The great food mystery for me is: why do some people on cruise ships run to the nearest McDonald's in port like they're starving for what they call "real food"?  Oh, right, comfort food. :doh:


----------



## Esther (Sep 2, 2009)

I have not eaten poultry, beef or pork for about six years; however I still eat seafood 2-4 times a month. That doesn't technically make me a vegetarian, but I am referred to as such most of the time because it is easier than getting into a big discussion about my food preferences. Part of my decision to stop eatng meat was for ethical reasons, however I also simply do not like the taste or texture of it. I am extremely sensitive to the smell and taste of iron, so to me, a lot of meats, meat products, or authentic meat soup stocks smell overpoweringly of blood. It is not appealing.

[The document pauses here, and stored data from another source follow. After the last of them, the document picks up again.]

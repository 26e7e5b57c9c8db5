//
//  Copyright (C) 2022-2024  Chase Ruskin
//
//  This program is free software: you can redistribute it and/or modify
//  it under the terms of the GNU General Public License as published by
//  the Free Software Foundation, either version 3 of the License, or
//  (at your option) any later version.
//
//  This program is distributed in the hope that it will be useful,
//  but WITHOUT ANY WARRANTY; without even the implied warranty of
//  MERCHANTABILITY or FITNESS FOR A PARTICULAR PURPOSE.  See the
//  GNU General Public License for more details.
//
//  You should have received a copy of the GNU General Public License
//  along with this program.  If not, see <http://www.gnu.org/licenses/>.
//

use crate::error::{Error, LastError};
use std::io::Write;
use std::path::{Path, PathBuf};

/// Returns the path of the backup copy for `path`, which is `path` with `.ext`
/// appended to its file name.
pub fn backup_path(path: &Path, ext: &str) -> PathBuf {
    let mut name = path.as_os_str().to_os_string();
    name.push(".");
    name.push(ext);
    PathBuf::from(name)
}

/// Directory that holds `path`, using the current directory for bare file names.
fn parent_dir(path: &Path) -> PathBuf {
    match path.parent() {
        Some(p) if p.as_os_str().is_empty() == false => p.to_path_buf(),
        _ => PathBuf::from("."),
    }
}

/// Writes `contents` to `dest` through a temporary file in the same directory.
///
/// The temporary file is persisted over `dest` only once every byte is written,
/// so a failed write never leaves a truncated `dest` behind.
pub fn write_atomic(dest: &Path, contents: &str) -> Result<(), Error> {
    let to_err = |e: std::io::Error| Error::WriteFailed(dest.to_path_buf(), LastError::from(e));

    let dir = parent_dir(dest);
    std::fs::create_dir_all(&dir).map_err(to_err)?;
    let mut temp = tempfile::NamedTempFile::new_in(&dir).map_err(to_err)?;
    temp.write_all(contents.as_bytes()).map_err(to_err)?;
    temp.flush().map_err(to_err)?;
    temp.persist(dest).map_err(|e| to_err(e.error))?;
    Ok(())
}

/// Copies the current `dest` to its backup location and then replaces `dest`
/// with `contents`.
///
/// The replacement is never attempted unless the backup copy completed.
pub fn replace_with_backup(dest: &Path, contents: &str, ext: &str) -> Result<PathBuf, Error> {
    let backup = backup_path(dest, ext);
    std::fs::copy(dest, &backup)
        .map_err(|e| Error::BackupFailed(dest.to_path_buf(), LastError::from(e)))?;
    log::info!("backed up {} to {}", dest.display(), backup.display());
    write_atomic(dest, contents)?;
    Ok(backup)
}

#[cfg(test)]
mod test {
    use super::*;

    #[test]
    fn backup_name_appends_extension() {
        assert_eq!(
            backup_path(&PathBuf::from("rtl/top.v"), "base"),
            PathBuf::from("rtl/top.v.base")
        );
        assert_eq!(
            backup_path(&PathBuf::from("top.v"), "orig"),
            PathBuf::from("top.v.orig")
        );
    }

    #[test]
    fn replace_keeps_original_in_backup() {
        let dir = tempfile::tempdir().unwrap();
        let dest = dir.path().join("top.v");
        std::fs::write(&dest, "module top;\nendmodule\n").unwrap();

        let backup = replace_with_backup(&dest, "// replaced\n", "base").unwrap();
        assert_eq!(backup, dir.path().join("top.v.base"));
        assert_eq!(
            std::fs::read_to_string(&backup).unwrap(),
            "module top;\nendmodule\n"
        );
        assert_eq!(std::fs::read_to_string(&dest).unwrap(), "// replaced\n");
    }

    #[test]
    fn replace_missing_file_fails_before_writing() {
        let dir = tempfile::tempdir().unwrap();
        let dest = dir.path().join("missing.v");
        match replace_with_backup(&dest, "text", "base") {
            Err(Error::BackupFailed(p, _)) => assert_eq!(p, dest),
            other => panic!("unexpected result {:?}", other),
        }
        assert_eq!(dest.exists(), false);
    }

    #[test]
    fn write_atomic_creates_parent_dirs() {
        let dir = tempfile::tempdir().unwrap();
        let dest = dir.path().join("gen").join("adc.v");
        write_atomic(&dest, "endmodule\n").unwrap();
        assert_eq!(std::fs::read_to_string(&dest).unwrap(), "endmodule\n");
    }
}
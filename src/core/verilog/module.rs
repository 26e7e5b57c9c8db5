//
//  Copyright (C) 2022-2024  Chase Ruskin
//
//  This program is free software: you can redistribute it and/or modify
//  it under the terms of the GNU General Public License as published by
//  the Free Software Foundation, either version 3 of the License, or
//  (at your option) any later version.
//
//  This program is distributed in the hope that it will be useful,
//  but WITHOUT ANY WARRANTY; without even the implied warranty of
//  MERCHANTABILITY or FITNESS FOR A PARTICULAR PURPOSE.  See the
//  GNU General Public License for more details.
//
//  You should have received a copy of the GNU General Public License
//  along with this program.  If not, see <http://www.gnu.org/licenses/>.
//

use std::collections::BTreeSet;
use std::path::{Path, PathBuf};

use crate::core::bus::AddressMap;
use crate::core::patch;
use crate::error::Error;

use super::instance::Instance;
use super::interface::{Assignment, ParamList, ParamValue, Parameter, Port, PortList, Signal};
use super::keyword::{self, Keyword};

/// The in-memory model of a Verilog module under generation.
///
/// A module is built up with additive calls and then rendered once, either
/// as a new file or spliced into its existing target file.
#[derive(Debug, PartialEq)]
pub struct Module {
    name: String,
    target: Option<PathBuf>,
    ports: PortList,
    parameters: ParamList,
    localparams: ParamList,
    signals: Vec<Signal>,
    instances: Vec<Instance>,
    assignments: Vec<Assignment>,
    raw: String,
    source_files: BTreeSet<String>,
    base_slave_count: usize,
    address_map: Option<AddressMap>,
}

impl Module {
    /// Creates a new module named `name`.
    ///
    /// When a `target` file is given, the number of wishbone slaves it already
    /// declares is read from it immediately. A missing file or a missing
    /// declaration is an error.
    pub fn new(name: &str, target: Option<&Path>) -> Result<Self, Error> {
        if name.is_empty() == true {
            return Err(Error::EmptyModuleName);
        }
        let base_slave_count = match target {
            Some(path) => patch::discover_slave_count(path)?,
            None => 0,
        };
        Ok(Self {
            name: name.to_string(),
            target: target.map(|p| p.to_path_buf()),
            ports: Vec::new(),
            parameters: Vec::new(),
            localparams: Vec::new(),
            signals: Vec::new(),
            instances: Vec::new(),
            assignments: Vec::new(),
            raw: String::new(),
            source_files: BTreeSet::new(),
            base_slave_count: base_slave_count,
            address_map: None,
        })
    }

    pub fn get_name(&self) -> &str {
        &self.name
    }

    pub fn get_target(&self) -> Option<&PathBuf> {
        self.target.as_ref()
    }

    /// Number of wishbone slaves the target file declared before this session.
    pub fn get_base_slave_count(&self) -> usize {
        self.base_slave_count
    }

    pub fn get_instances(&self) -> &[Instance] {
        &self.instances
    }

    pub fn get_localparams(&self) -> &[Parameter] {
        &self.localparams
    }

    /// References the bus address allocation, if one has been made.
    pub fn get_address_map(&self) -> Option<&AddressMap> {
        self.address_map.as_ref()
    }

    /// Number of slaves allocated in this session.
    pub fn allocated_slaves(&self) -> usize {
        self.address_map.as_ref().map(|m| m.len()).unwrap_or(0)
    }
}

impl Module {
    pub fn add_port(&mut self, port: Port) -> Result<(), Error> {
        port.validate()?;
        self.ports.push(port);
        Ok(())
    }

    pub fn add_parameter<V: Into<ParamValue>>(
        &mut self,
        name: &str,
        value: V,
        comment: Option<&str>,
    ) -> Result<(), Error> {
        self.parameters
            .push(Parameter::new(name, value.into(), comment)?);
        Ok(())
    }

    pub fn add_localparam<V: Into<ParamValue>>(
        &mut self,
        name: &str,
        value: V,
        comment: Option<&str>,
    ) -> Result<(), Error> {
        self.localparams
            .push(Parameter::new(name, value.into(), comment)?);
        Ok(())
    }

    pub fn add_signal(
        &mut self,
        name: &str,
        width: Option<u32>,
        comment: Option<&str>,
    ) -> Result<(), Error> {
        self.signals.push(Signal::new(name, width, comment)?);
        Ok(())
    }

    /// Drives `lhs` from `rhs`; both may be ports or signals with indexing.
    pub fn assign_signal(&mut self, lhs: &str, rhs: &str, comment: Option<&str>) {
        self.assignments.push(Assignment::new(lhs, rhs, comment));
    }

    /// Creates a new instance of `entity` named `name` inside this module and
    /// returns it for further configuration.
    pub fn add_new_instance(
        &mut self,
        entity: &str,
        name: &str,
        comment: Option<&str>,
    ) -> Result<&mut Instance, Error> {
        let inst = Instance::new(entity, name, comment)?;
        self.instances.push(inst);
        let last = self.instances.len() - 1;
        Ok(&mut self.instances[last])
    }

    /// Moves an existing instance into this module.
    pub fn add_instance(&mut self, inst: Instance) {
        self.instances.push(inst);
    }

    pub fn add_raw_string(&mut self, s: &str) {
        self.raw.push_str(s);
    }

    pub fn add_source_file(&mut self, file: &str) {
        self.source_files.insert(file.to_string());
    }

    /// Collects the source files required by this module and every instance
    /// it owns.
    pub fn source_files(&self) -> BTreeSet<String> {
        let mut files = self.source_files.clone();
        self.instances
            .iter()
            .for_each(|i| files.extend(i.get_source_files().iter().cloned()));
        files
    }

    /// Assigns an address range and slave index to every bus interface of every
    /// instance, starting at `base_address`.
    ///
    /// Each slave index is also declared as a local parameter named by the
    /// interface's id. A module can only be allocated once.
    pub fn allocate(&mut self, base_address: u32, alignment: u32) -> Result<&AddressMap, Error> {
        if self.address_map.is_some() == true {
            return Err(Error::AlreadyAllocated(self.name.clone()));
        }
        let map = AddressMap::allocate(
            &self.instances,
            base_address,
            alignment,
            self.base_slave_count,
        )?;
        for slave in map.iter() {
            self.localparams
                .push(Parameter::new(slave.get_id(), ParamValue::from(slave.get_index()), None)?);
        }
        Ok(&*self.address_map.insert(map))
    }
}

const PORT_INDENT: &str = "    ";

impl Module {
    /// Writes the ports as a list where every entry ends with a comma, for
    /// splicing ahead of the ports already in a module declaration.
    pub fn into_port_list(&self) -> String {
        self.ports
            .iter()
            .map(|p| {
                format!(
                    "{}{},{}\n",
                    PORT_INDENT,
                    p.into_declaration(),
                    keyword::display_comment(p.get_comment())
                )
            })
            .collect()
    }

    /// Writes the module header with its complete ANSI port list.
    pub fn into_declaration(&self) -> String {
        let mut result = format!("{} {} (\n", Keyword::Module, self.name);
        let n_ports = self.ports.len();
        for (i, p) in self.ports.iter().enumerate() {
            result.push_str(PORT_INDENT);
            result.push_str(&p.into_declaration());
            if i + 1 != n_ports {
                result.push(',');
            }
            result.push_str(&keyword::display_comment(p.get_comment()));
            result.push('\n');
        }
        result.push_str("  );\n");
        result
    }

    pub fn into_parameters(&self) -> String {
        self.parameters
            .iter()
            .map(|p| p.into_declaration(Keyword::Parameter))
            .collect()
    }

    pub fn into_localparams(&self) -> String {
        self.localparams
            .iter()
            .map(|p| p.into_declaration(Keyword::Localparam))
            .collect()
    }

    pub fn into_signals(&self) -> String {
        self.signals.iter().map(|s| s.into_declaration()).collect()
    }

    /// Writes every instantiation with a blank line between neighbors.
    pub fn into_instances(&self) -> String {
        self.instances
            .iter()
            .map(|i| i.into_instance())
            .collect::<Vec<String>>()
            .join("\n")
    }

    pub fn into_assignments(&self) -> String {
        self.assignments
            .iter()
            .map(|a| a.into_declaration())
            .collect()
    }

    /// Everything between the module header and `endmodule`.
    fn into_body(&self) -> String {
        let mut result = String::new();
        for block in [
            self.into_parameters(),
            self.into_localparams(),
            self.into_signals(),
            self.into_instances(),
            self.into_assignments(),
        ] {
            result.push_str(&block);
            result.push('\n');
        }
        result.push_str(&self.raw);
        result
    }

    /// Writes the declarations to splice into an existing module, without the
    /// module header or `endmodule`.
    pub fn into_fragment(&self) -> String {
        let mut result = format!("// INSTANCE {}, AUTOMATICALLY GENERATED\n\n", self.name);
        result.push_str(&self.into_body());
        result
    }

    /// Writes the complete text of a new module file.
    pub fn into_module_file(&self) -> String {
        let mut result = format!("// MODULE {}, AUTOMATICALLY GENERATED\n\n", self.name);
        result.push_str(&self.into_declaration());
        result.push('\n');
        result.push_str(&self.into_body());
        result.push('\n');
        result.push_str(Keyword::Endmodule.as_str());
        result.push('\n');
        result
    }
}

#[cfg(test)]
mod test {
    use super::*;
    use crate::core::verilog::interface::Direction;

    fn create_module() -> Module {
        let mut m = Module::new("blinky", None).unwrap();
        m.add_port(Port::new("clk", Direction::In).with_comment("system clock"))
            .unwrap();
        m.add_port(Port::new("led", Direction::Out).with_width(4))
            .unwrap();
        m.add_parameter("DIV", 24i64, Some("counter bits")).unwrap();
        m.add_localparam("TOP", "DIV-1", None).unwrap();
        m.add_signal("count", Some(24), None).unwrap();
        let inst = m.add_new_instance("counter", "u_count", None).unwrap();
        inst.add_port("clk", "clk");
        inst.add_port("q", "count");
        m.add_new_instance("pwm", "u_pwm", None)
            .unwrap()
            .add_port("duty", "count[23:20]");
        m.assign_signal("led", "count[23:20]", Some("top bits"));
        m.add_raw_string("  // hand written\n");
        m
    }

    #[test]
    fn rejects_empty_name() {
        assert_eq!(Module::new("", None), Err(Error::EmptyModuleName));
    }

    #[test]
    fn no_target_means_no_base_slaves() {
        assert_eq!(Module::new("top", None).unwrap().get_base_slave_count(), 0);
    }

    #[test]
    fn module_file() {
        assert_eq!(create_module().into_module_file(), MODULE_0);
    }

    #[test]
    fn fragment_drops_header_and_footer() {
        let m = create_module();
        let frag = m.into_fragment();
        assert_eq!(frag.starts_with("// INSTANCE blinky, AUTOMATICALLY GENERATED\n\n"), true);
        assert_eq!(frag.contains("module blinky"), false);
        assert_eq!(frag.contains("endmodule"), false);
        assert_eq!(frag.ends_with("  // hand written\n"), true);
    }

    #[test]
    fn rendering_is_repeatable() {
        let m = create_module();
        assert_eq!(m.into_module_file(), m.into_module_file());
        assert_eq!(m.into_fragment(), m.into_fragment());
    }

    #[test]
    fn port_list_is_comma_terminated() {
        assert_eq!(
            create_module().into_port_list(),
            "    input clk, // system clock\n    output [3:0] led,\n"
        );
    }

    #[test]
    fn source_files_include_instances() {
        let mut m = Module::new("top", None).unwrap();
        m.add_source_file("rtl/top.v");
        let mut inst = Instance::new("uart", "u_uart", None).unwrap();
        inst.add_source_file("ip/uart/");
        m.add_instance(inst);
        m.add_new_instance("spi", "u_spi", None)
            .unwrap()
            .add_source_file("ip/spi.v");
        let files: Vec<String> = m.source_files().into_iter().collect();
        assert_eq!(files, vec!["ip/spi.v", "ip/uart/", "rtl/top.v"]);
    }

    #[test]
    fn allocate_declares_slave_ids() {
        let mut m = Module::new("top", None).unwrap();
        m.add_new_instance("adc_ctrl", "adc", None)
            .unwrap()
            .add_bus_interface(4, None)
            .unwrap();
        m.add_new_instance("dac_ctrl", "dac", None)
            .unwrap()
            .add_bus_interface(16, None)
            .unwrap();
        assert_eq!(m.allocate(0x10000, 4).unwrap().len(), 2);
        assert_eq!(m.allocated_slaves(), 2);
        assert_eq!(
            m.into_localparams(),
            "  localparam ADC_WBID0 = 0;\n  localparam DAC_WBID0 = 1;\n"
        );
        assert_eq!(
            m.allocate(0x10000, 4).map(|_| ()),
            Err(Error::AlreadyAllocated(String::from("top")))
        );
    }

    const MODULE_0: &str = "// MODULE blinky, AUTOMATICALLY GENERATED

module blinky (
    input clk, // system clock
    output [3:0] led
  );

  parameter DIV = 24; // counter bits

  localparam TOP = DIV-1;

  wire [23:0] count;

  counter u_count (
    .clk(clk),
    .q(count)
  );

  pwm u_pwm (
    .duty(count[23:20])
  );

  assign led = count[23:20]; // top bits

  // hand written

endmodule
";
}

I do not brag about my lifestyle because I'm not perfect: I still consume fish, as well as milk and eggs, and these food products involve just as much cruelty as meat itself. However, I once had a vegan give me some really solid advice that made me feel a bit better about my choices:

"It is much better to slowly and gradually reduce your consumption of animal products and to stop at an amount that you can manage in the long term, than to push yourself to adhere to an abrupt, strict vegan diet. If you push yourself too hard you're likely to burn out and return to your previous eating habits feeling defeated. You'll convince yourself that you just can't handle a reduction in your animal product intake, and you'll probably never try it again."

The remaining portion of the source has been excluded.